Hesperia soldier says Iraq tour was eye-opening
Bryan Neice says most Iraqis still welcome America's presence

HESPERIA -- What a year for Bryan Neice.

He was shot at, endured mortar fire, rewired a dictator's palace, found compassion for a war-torn country and disappointment for the American media.

Most importantly, he became a man, according to his mother, Vada Neice.
Army Specialist Neice of the 51st Airborne Signal Battalion in Iraq, was serving with U.S. Army Rangers as well as Special Forces alongside his best friend, Specialist Justin Jacobsen, who he described as his "brother."

The two said they are glad to be home but angered by the way certain things have been handled, primarily by the media.

"CNN only airs what they want you to see," said Jacobsen. "I finally told my mom to stop watching, because it wasn't true."

Neice said the reality of a soldier's life in Iraq is quite the opposite from what is seen on the evening news.

"When we go through town, the crowds are cheering, crying, thanking us, giving us all thumbs up," Neice said.

Neice said the support from the locals in Baghdad was "at least 95 percent." He said the media is "wrong" and that the picture they are depicting for Americans is inaccurate.

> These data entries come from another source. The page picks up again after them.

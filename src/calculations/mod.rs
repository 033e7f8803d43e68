pub mod grouping;
pub mod hours;
pub mod pricing;

use crate::settings::QuoteSettings;
use crate::vacation::{VacationBreakdown, VacationEntry, VacationLine};
use crate::vacation_validation::{self, VacationError};
use chrono::Datelike;
use hours::HourSplitter;
use pricing::Pricing;

/// Split a vacation into hour buckets and price it. Pure given its inputs.
pub fn calculate_vacation(
    entry: &VacationEntry,
    settings: &QuoteSettings,
) -> Result<VacationBreakdown, VacationError> {
    vacation_validation::validate_vacation(entry)?;

    let start = entry.start();
    let end = entry.end();
    let canton = entry.canton_code();
    let calendar = settings.canton_calendar(&canton, start.year(), end.year());
    if !calendar.is_known() {
        tracing::warn!(
            vacation = entry.id,
            canton = %canton,
            "unknown canton, no holiday hours applied"
        );
    }

    let splitter = HourSplitter::new(
        &calendar,
        settings.night_window,
        settings.holiday_precedence,
    );
    let elapsed = splitter.execute(start, end);
    let pause = entry.unpaid_pause_minutes() as f64;
    let billable_minutes = elapsed.total() - pause;
    let hours = elapsed
        .without_pause(pause, settings.pause_allocation)
        .to_hours();

    let amounts = Pricing::new(settings).execute(entry.rate_chf_h, &hours, entry.travel_chf);

    let breakdown = VacationBreakdown {
        hours_normal: hours.normal,
        hours_night: hours.night,
        hours_sunday: hours.sunday,
        hours_holiday: hours.holiday,
        hours_total: billable_minutes / 60.0,
        line_ht: amounts.ht,
        line_tva: amounts.tva,
        line_ttc: amounts.ttc,
    };
    tracing::debug!(
        vacation = entry.id,
        canton = %canton,
        hours_total = breakdown.hours_total,
        hours_night = breakdown.hours_night,
        hours_sunday = breakdown.hours_sunday,
        hours_holiday = breakdown.hours_holiday,
        line_ht = breakdown.line_ht,
        "vacation calculated"
    );
    Ok(breakdown)
}

pub fn calculate_line(
    entry: &VacationEntry,
    settings: &QuoteSettings,
) -> Result<VacationLine, VacationError> {
    let breakdown = calculate_vacation(entry, settings)?;
    Ok(VacationLine {
        entry: entry.clone(),
        breakdown,
    })
}

pub fn calculate_lines(
    entries: &[VacationEntry],
    settings: &QuoteSettings,
) -> Result<Vec<VacationLine>, VacationError> {
    entries
        .iter()
        .map(|entry| calculate_line(entry, settings))
        .collect()
}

"Americans need to know the truth. They (Iraqis) want us there. The support we got from locals was unreal," said Neice. "Sure, there are small pockets of resistance, but it's rare."
Vada Neice said her son found a new pride in his country while in Baghdad. She said, "When he got back to the states, he called me and said 'Mom! Mom! I love the USA!' I thought that was so cool."

Neice left for Kuwait on April 1, 2003. After spending over a year in Iraq, he is home on leave for 30 days before heading back to Fort Bragg, N.C. where he will train for 10 months before facing war-torn Iraq once again.

It's people like Brian Neice that make me proud to be an American.

God Bless you, Specialist Neice, and WELCOME HOME!!!!